Our data highlight the potentially significant role played by RPL39L in HCC tumor progression and its association with more aggressive HCC tumors makes it a potential biomarker. In addition, we have shown that the more recently evolved RP paralogs show a greater level of tissue-specific expression at the RNA level, suggesting they may have significant roles in tissue-specific gene expression control.

Experimental Procedures

Cell culture and RNA extraction

The 10 cancer and two normal epithelial cell lines used in the study were kind gifts given by Dr Boon Tin Chua from Institute of Molecular and Cell Biology (IMCB). Cell lines were cultured according to protocols as suggested from the American Type Culture Collection (ATCC), the Japanese Collection of Research Bioresources, and Lonza. For mouse embryonic stem cells (mESCs), culturing procedures were followed as described earlier.³³ All culture reagents were purchased from either Gibco (Life Technologies) or ATCC. Total RNA samples were extracted using Trizol (Life Technologies) extraction followed by purification using an RNeasy Mini Kit (Qiagen). Total RNA from H7.514 was generously provided by Dr Stuart Avery.

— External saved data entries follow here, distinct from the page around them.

//! Domain model: ids, tasks, state machines, events and the worker protocol.

pub mod events;
pub mod ids;
pub mod message;
pub mod state;
pub mod task;

pub use events::PoolEvent;
pub use ids::{Id, IdMarker, TaskId, WorkerId};
pub use message::{Envelope, PoolMessage, WorkerInit, WorkerMessage};
pub use state::{TaskStatus, WaitingReason, WorkerStatus};
pub use task::{DEFAULT_MAX_ATTEMPTS, Priority, Task, TaskKind, TaskSpec};
//! Domain identifiers (strongly-typed IDs).
//!
//! Ids are ULIDs wrapped in a phantom-typed `Id<T>` so a `TaskId` can never be
//! passed where a `WorkerId` is expected. ULIDs sort by creation time, which
//! keeps log output and snapshots readable.

use serde::{Deserialize, Serialize};
use std::fmt;
use std::marker::PhantomData;
use ulid::Ulid;

/// Marker trait for each id type.
///
/// Provides the prefix used by `Display` (`"task-"`, `"worker-"`).
pub trait IdMarker: Send + Sync + 'static {
    fn prefix() -> &'static str;
}

/// Generic id type.
///
/// `T` is only a compile-time marker; `Id<T>` has the same size as `Ulid`.
#[repr(transparent)]
#[derive(Debug, Serialize, Deserialize)]
#[serde(transparent, bound = "")]
pub struct Id<T: IdMarker> {
    ulid: Ulid,
    #[serde(skip)]
    _marker: PhantomData<T>,
}

impl<T: IdMarker> Id<T> {
    pub fn from_ulid(ulid: Ulid) -> Self {
        Self {
            ulid,
            _marker: PhantomData,
        }
    }

    /// Fresh id from the system clock. Stores and pools normally go through an
    /// `IdGenerator` instead so tests can pin the timestamp.
    pub fn generate() -> Self {
        Self::from_ulid(Ulid::new())
    }

    pub fn as_ulid(&self) -> Ulid {
        self.ulid
    }
}

// Manual impls: derives would put the bounds on `T`, which is an uninhabited
// marker and never implements these traits itself.
impl<T: IdMarker> Clone for Id<T> {
    fn clone(&self) -> Self {
        *self
    }
}

impl<T: IdMarker> Copy for Id<T> {}

impl<T: IdMarker> PartialEq for Id<T> {
    fn eq(&self, other: &Self) -> bool {
        self.ulid == other.ulid
    }
}

impl<T: IdMarker> Eq for Id<T> {}

impl<T: IdMarker> std::hash::Hash for Id<T> {
    fn hash<H: std::hash::Hasher>(&self, state: &mut H) {
        self.ulid.hash(state);
    }
}

impl<T: IdMarker> PartialOrd for Id<T> {
    fn partial_cmp(&self, other: &Self) -> Option<std::cmp::Ordering> {
        Some(self.cmp(other))
    }
}

impl<T: IdMarker> Ord for Id<T> {
    fn cmp(&self, other: &Self) -> std::cmp::Ordering {
        self.ulid.cmp(&other.ulid)
    }
}

impl<T: IdMarker> From<Ulid> for Id<T> {
    fn from(ulid: Ulid) -> Self {
        Self::from_ulid(ulid)
    }
}

impl<T: IdMarker> fmt::Display for Id<T> {
    fn fmt(&self, f: &mut fmt::Formatter<'_>) -> fmt::Result {
        write!(f, "{}{}", T::prefix(), self.ulid)
    }
}

// ========================================
// Marker types
// ========================================

#[derive(Debug)]
pub enum Task {}

impl IdMarker for Task {
    fn prefix() -> &'static str {
        "task-"
    }
}

#[derive(Debug)]
pub enum Worker {}

impl IdMarker for Worker {
    fn prefix() -> &'static str {
        "worker-"
    }
}

/// Identifier of a Task (assigned by the TaskStore at submission).
pub type TaskId = Id<Task>;

/// Identifier of a Worker (assigned by the WorkerPool at spawn).
pub type WorkerId = Id<Worker>;

#[cfg(test)]
mod tests {
    use super::*;

    #[test]
    fn ids_are_distinct_types() {
        let ulid1 = Ulid::new();
        let ulid2 = Ulid::new();

        let task = TaskId::from_ulid(ulid1);
        let worker = WorkerId::from_ulid(ulid2);

        assert_eq!(task.as_ulid(), ulid1);
        assert_eq!(worker.as_ulid(), ulid2);

        assert!(task.to_string().starts_with("task-"));
        assert!(worker.to_string().starts_with("worker-"));

        // let _: TaskId = worker; // <- does not compile
    }

    #[test]
    fn ulid_ids_are_sortable() {
        let id1 = TaskId::generate();
        std::thread::sleep(std::time::Duration::from_millis(2));
        let id2 = TaskId::generate();

        assert!(id1 < id2);
    }

    #[test]
    fn ids_serialize_as_plain_ulid_strings() {
        let task_id = TaskId::generate();

        let serialized = serde_json::to_string(&task_id).unwrap();
        assert_eq!(serialized, format!("\"{}\"", task_id.as_ulid()));

        let deserialized: TaskId = serde_json::from_str(&serialized).unwrap();
        assert_eq!(task_id, deserialized);
    }

    #[test]
    fn phantom_data_does_not_consume_memory() {
        use std::mem::size_of;

        assert_eq!(size_of::<TaskId>(), size_of::<Ulid>());
        assert_eq!(size_of::<WorkerId>(), 16);
    }
}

RNA samples of H9 human ESC and their differentiated derivatives were kind gifts given by Dr Jinqiu Zhang and Dr Alan Colman.

HCC patient samples

Tumor and adjacent non-tumor liver tissues were collected from 52 HCC patients from the National University Hospital (NUH) in Singapore as previously described,³⁴ in accordance with ethical guidelines.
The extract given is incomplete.